SOURCE INFORMATION |
= Beginning of Section =
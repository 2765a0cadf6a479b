//! Command handlers and the dispatch table.
//!
//! Every request runs under exclusive access to the system state; state is
//! mutated only after the corresponding kernel side-effect succeeds, and is
//! persisted before the response leaves the daemon. The one exception to
//! lock discipline is `block-add`/`block-rm`: DNS resolution must not run
//! under the state lock, so the set is mutated first, the lock released for
//! resolve+commit, and the mutation rolled back if the commit fails.

use std::sync::Arc;

use tokio::sync::RwLock;
use tracing::{info, warn};
use vex_core::profile::Profile;
use vex_core::protocol::{commands, int_arg, str_arg, Request, Response};
use vex_core::state::{ChangedBy, GuardianState, SystemState, WritingTask, MAX_WRITING_LINES};
use vex_core::Paths;

use crate::antitamper::AntiTamper;
use crate::audit::AuditLog;
use crate::compute::{CpuGov, OomSetter};
use crate::firewall::Firewall;
use crate::input::InputMonitor;
use crate::penance::PenanceEngine;
use crate::persist::Persister;
use crate::reaper::{ForbiddenApps, ProcessMonitor};
use crate::shaper::NetShaper;

/// The daemon's coordinators, owned by the router.
pub struct Daemon {
    /// Filesystem layout.
    pub paths: Paths,
    /// The single authoritative state, exclusive-writer.
    pub state: Arc<RwLock<SystemState>>,
    /// Atomic state writer.
    pub persister: Persister,
    /// Append-only audit log.
    pub audit: Arc<AuditLog>,
    /// Traffic shaper.
    pub shaper: Arc<NetShaper>,
    /// Cgroup CPU governor.
    pub cpu: CpuGov,
    /// OOM score writer.
    pub oom: OomSetter,
    /// Domain firewall.
    pub firewall: Arc<Firewall>,
    /// Input surveillance and latency.
    pub input: Arc<InputMonitor>,
    /// Forbidden-process monitor.
    pub reaper: Arc<dyn ProcessMonitor>,
    /// Forbidden-app list store.
    pub apps: Arc<ForbiddenApps>,
    /// Penance engine.
    pub penance: PenanceEngine,
    /// Anti-tamper monitor.
    pub tamper: Arc<AntiTamper>,
    /// Skip all kernel side-effects while keeping state tracking live.
    pub dry_run: bool,
}
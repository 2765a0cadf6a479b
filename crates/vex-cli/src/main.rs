//! vex-cli, the thin control plane for the vexd daemon.
//!
//! Translates command verbs into socket requests and prints responses. The
//! daemon owns all subsystems and persisted state; whatever this client
//! changes survives the next boot.
//!
//! Restriction-lowering verbs (`unlock`, `reset-score`) take a signed JSON
//! payload as their first argument and are verified here against the
//! management key before the request is ever sent; the daemon trusts
//! co-privileged socket peers, so the gate lives on this side.

mod client;
mod commands;

use std::path::PathBuf;

use anyhow::{bail, Context, Result};
use clap::{Parser, Subcommand};
use tracing_subscriber::EnvFilter;
use vex_core::security::{ManagementKey, SignedCommand};
use vex_core::Paths;

use crate::client::Client;

/// vex-cli - control plane for the vexd enforcement daemon
#[derive(Parser, Debug)]
#[command(name = "vex-cli")]
#[command(version, about, long_about = None)]
struct Cli {
    /// Root all state/config paths under this directory instead of the
    /// system layout (must match the daemon's --state-root).
    #[arg(long, global = true)]
    state_root: Option<PathBuf>,

    #[command(subcommand)]
    command: Command,
}

#[derive(Subcommand, Debug)]
enum Command {
    /// Display current system state (human-readable)
    Status,
    /// Dump live system state as JSON (machine-readable)
    State,
    /// Set network profile (standard|choke|dial-up|black-hole, aliases accepted)
    Throttle {
        /// Profile name or alias
        profile: String,
    },
    /// Set CPU limit percentage (1-100)
    Cpu {
        /// Percentage of capacity; 100 lifts the cap
        percent: String,
    },
    /// Set input latency in milliseconds (0 = pass-through)
    Latency {
        /// Delay in milliseconds
        ms: String,
    },
    /// Set OOM score adjustment (-1000 to 1000)
    Oom {
        /// Score adjustment
        score: String,
    },
    /// Start an interactive penance submission session
    Penance,
    /// Manage the domain blocklist: add/rm/list, or a bare domain as
    /// shorthand for add
    Block {
        /// `add <domain>`, `rm <domain>`, `list`, or `<domain>`
        #[arg(num_args = 0..)]
        args: Vec<String>,
    },
    /// Manage the writing-lines task: set/clear/status/submit
    Lines {
        /// `set <count> <phrase...>`, `clear`, `status`, or `submit`
        #[arg(num_args = 0..)]
        args: Vec<String>,
    },
    /// Manage the forbidden-process list: add/rm/list
    App {
        /// `add <name>`, `rm <name>`, or `list`
        #[arg(num_args = 0..)]
        args: Vec<String>,
    },
    /// Lift all restrictions (requires signed authorization payload)
    Unlock {
        /// Signed JSON payload from the management key holder
        payload: String,
    },
    /// Reset failure score to zero (requires signed authorization payload)
    ResetScore {
        /// Signed JSON payload from the management key holder
        payload: String,
    },
    /// Run anti-tamper and integrity checks
    Check,
}

fn main() -> Result<()> {
    tracing_subscriber::fmt()
        .with_env_filter(EnvFilter::try_from_default_env().unwrap_or_else(|_| EnvFilter::new("warn")))
        .with_writer(std::io::stderr)
        .init();

    let cli = Cli::parse();
    let paths = cli
        .state_root
        .as_deref()
        .map_or_else(Paths::system, Paths::rooted);

    if !commands::operator_access() {
        bail!("vex-cli requires root privileges or membership in the 'vex' group");
    }

    // Authorization gate: restriction-lowering verbs carry a payload that
    // must verify against the management key before anything is sent.
    match &cli.command {
        Command::Unlock { payload } | Command::ResetScore { payload } => {
            verify_authorization(&paths, payload)?;
        }
        _ => {}
    }

    let client = Client::new(&paths);
    match cli.command {
        Command::Status => commands::status(&client),
        Command::State => commands::state_dump(&client),
        Command::Throttle { profile } => commands::throttle(&client, &profile),
        Command::Cpu { percent } => commands::cpu(&client, &percent),
        Command::Latency { ms } => commands::latency(&client, &ms),
        Command::Oom { score } => commands::oom(&client, &score),
        Command::Penance => commands::penance(&client, &paths),
        Command::Block { args } => commands::block(&client, &args),
        Command::Lines { args } => commands::lines(&client, &args),
        Command::App { args } => commands::app(&client, &args),
        Command::Unlock { .. } => commands::unlock(&client),
        Command::ResetScore { .. } => commands::reset_score(&client),
        Command::Check => commands::check(&client),
    }
}

fn verify_authorization(paths: &Paths, payload: &str) -> Result<()> {
    let signed = SignedCommand::parse(payload.as_bytes())
        .context("invalid signed command payload")?;
    let key = ManagementKey::load(&paths.management_key_file())
        .unwrap_or_else(|_| ManagementKey::absent());
    key.verify(&signed)
        .map_err(|e| anyhow::anyhow!("AUTHORIZATION DENIED: {e}"))
}
#[cfg(test)]
mod tests {
    use vex_core::Paths;

    use super::*;
    use crate::exec::testing::MockRunner;

    struct Fixture {
        _dir: tempfile::TempDir,
        mock: Arc<MockRunner>,
        tamper: AntiTamper,
        compliance: ComplianceStore,
        state: Arc<RwLock<SystemState>>,
    }

    fn fixture() -> Fixture {
        let dir = tempfile::tempdir().unwrap();
        let paths = Paths::rooted(dir.path());
        let mock = Arc::new(MockRunner::ok());
        let runner: Arc<dyn CommandRunner> = mock.clone();
        let shaper = Arc::new(NetShaper::with_interface("eth0", mock.clone()));
        let compliance = ComplianceStore::new(paths.compliance_file());
        let state = Arc::new(RwLock::new(SystemState::factory_default()));
        let tamper = AntiTamper::new(
            runner,
            shaper,
            compliance.clone(),
            Arc::new(AuditLog::disabled()),
            state.clone(),
            Persister::new(&paths),
            None,
            false,
        );
        // Status file with no tracer.
        let status_file = dir.path().join("status");
        std::fs::write(&status_file, "Name:\tvexd\nTracerPid:\t0\nUid:\t0\n").unwrap();
        let tamper = tamper.with_proc_status(status_file);
        Fixture {
            _dir: dir,
            mock,
            tamper,
            compliance,
            state,
        }
    }

    #[tokio::test]
    async fn clean_system_passes_all_checks() {
        let f = fixture();
        // systemctl cat fails => service checks skipped entirely.
        f.mock.fail("systemctl", "No files found for vexd.service.");
        f.tamper.run_all_checks().await.unwrap();
        assert_eq!(f.compliance.load().unwrap().failure_score, 0);
    }

    #[tokio::test]
    async fn debugger_detection_escalates_to_floor() {
        let f = fixture();
        f.mock.fail("systemctl", "No files found");
        std::fs::write(
            f.tamper.proc_status.clone(),
            "Name:\tvexd\nTracerPid:\t4242\n",
        )
        .unwrap();

        let err = f.tamper.run_all_checks().await.unwrap_err();
        assert!(err.to_string().contains("TracerPid=4242"));

        let cs = f.compliance.load().unwrap();
        assert_eq!(cs.failure_score, 50);
        assert!(cs.locked);
        assert_eq!(cs.task_status, TaskStatus::Failed);

        // Mirrored into the system state with escalation provenance.
        let state = f.state.read().await;
        assert_eq!(state.network.profile, Profile::BlackHole);
        assert_eq!(state.changed_by, ChangedBy::Escalation);
    }

    #[tokio::test]
    async fn cooldown_suppresses_repeat_doubling() {
        let f = fixture();
        f.mock.fail("systemctl", "No files found");
        std::fs::write(
            f.tamper.proc_status.clone(),
            "Name:\tvexd\nTracerPid:\t4242\n",
        )
        .unwrap();

        // Five consecutive failing checks inside the cooldown window:
        // the score moves exactly once.
        for _ in 0..5 {
            let _ = f.tamper.run_all_checks().await;
        }
        assert_eq!(f.compliance.load().unwrap().failure_score, 50);
    }

    #[tokio::test]
    async fn score_doubles_after_cooldown_expiry() {
        let f = fixture();
        let tamper = f.tamper.with_cooldown(Duration::from_millis(10));
        f.mock.fail("systemctl", "No files found");
        std::fs::write(tamper.proc_status.clone(), "TracerPid:\t7\n").unwrap();

        let _ = tamper.run_all_checks().await;
        assert_eq!(f.compliance.load().unwrap().failure_score, 50);

        tokio::time::sleep(Duration::from_millis(20)).await;
        let _ = tamper.run_all_checks().await;
        assert_eq!(f.compliance.load().unwrap().failure_score, 100);

        tokio::time::sleep(Duration::from_millis(20)).await;
        let _ = tamper.run_all_checks().await;
        assert_eq!(f.compliance.load().unwrap().failure_score, 200);
    }

    #[tokio::test]
    async fn score_caps_at_maximum() {
        let f = fixture();
        let tamper = f.tamper.with_cooldown(Duration::from_millis(0));
        f.mock.fail("systemctl", "No files found");
        std::fs::write(tamper.proc_status.clone(), "TracerPid:\t7\n").unwrap();

        for _ in 0..6 {
            let _ = tamper.run_all_checks().await;
        }
        assert_eq!(f.compliance.load().unwrap().failure_score, MAX_FAILURE_SCORE);
    }

    #[tokio::test]
    async fn missing_unit_skips_service_checks() {
        let f = fixture();
        f.mock.fail("systemctl", "No files found for vexd.service.");
        f.tamper.run_all_checks().await.unwrap();
        // nix-store must not even be consulted when the unit is absent.
        assert!(f.mock.calls_to("nix-store").is_empty());
    }

    #[tokio::test]
    async fn inactive_unit_is_a_finding() {
        let f = fixture();
        // `systemctl cat` succeeds (unit exists) but `is-active` reports
        // inactive. The mock keys on program name, so both subcommands
        // succeed; script the stdout to be "inactive".
        f.mock.respond("systemctl", "inactive");
        let err = f.tamper.run_all_checks().await.unwrap_err();
        assert!(err.to_string().contains("not active"));
    }

    #[tokio::test]
    async fn active_unit_with_clean_store_passes() {
        let f = fixture();
        f.mock.respond("systemctl", "active");
        f.tamper.run_all_checks().await.unwrap();
    }

    #[tokio::test]
    async fn store_corruption_keywords_trip_the_check() {
        let f = fixture();
        f.mock.respond("systemctl", "active");
        f.mock
            .fail("nix-store", "path '/nix/store/abc' was modified! it is corrupt");
        let err = f.tamper.run_all_checks().await.unwrap_err();
        assert!(err.to_string().contains("corruption"));
    }

    #[tokio::test]
    async fn store_warning_without_corruption_is_ignored() {
        let f = fixture();
        f.mock.respond("systemctl", "active");
        f.mock.fail("nix-store", "warning: hash mismatch in metadata");
        f.tamper.run_all_checks().await.unwrap();
    }
}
= End of Section =
WHAT TO WORK ON | For this exercise, please retype exactly the lines in the listing from the line with "async fn inactive_unit_is_a_finding()" through its last line, both ends included.

TASK ANSWER |
    async fn inactive_unit_is_a_finding() {
        let f = fixture();
        // `systemctl cat` succeeds (unit exists) but `is-active` reports
        // inactive. The mock keys on program name, so both subcommands
        // succeed; script the stdout to be "inactive".
        f.mock.respond("systemctl", "inactive");
        let err = f.tamper.run_all_checks().await.unwrap_err();
        assert!(err.to_string().contains("not active"));
    }

    #[tokio::test]
    async fn active_unit_with_clean_store_passes() {
        let f = fixture();
        f.mock.respond("systemctl", "active");
        f.tamper.run_all_checks().await.unwrap();
    }

    #[tokio::test]
    async fn store_corruption_keywords_trip_the_check() {
        let f = fixture();
        f.mock.respond("systemctl", "active");
        f.mock
            .fail("nix-store", "path '/nix/store/abc' was modified! it is corrupt");
        let err = f.tamper.run_all_checks().await.unwrap_err();
        assert!(err.to_string().contains("corruption"));
    }

    #[tokio::test]
    async fn store_warning_without_corruption_is_ignored() {
        let f = fixture();
        f.mock.respond("systemctl", "active");
        f.mock.fail("nix-store", "warning: hash mismatch in metadata");
        f.tamper.run_all_checks().await.unwrap();
    }
}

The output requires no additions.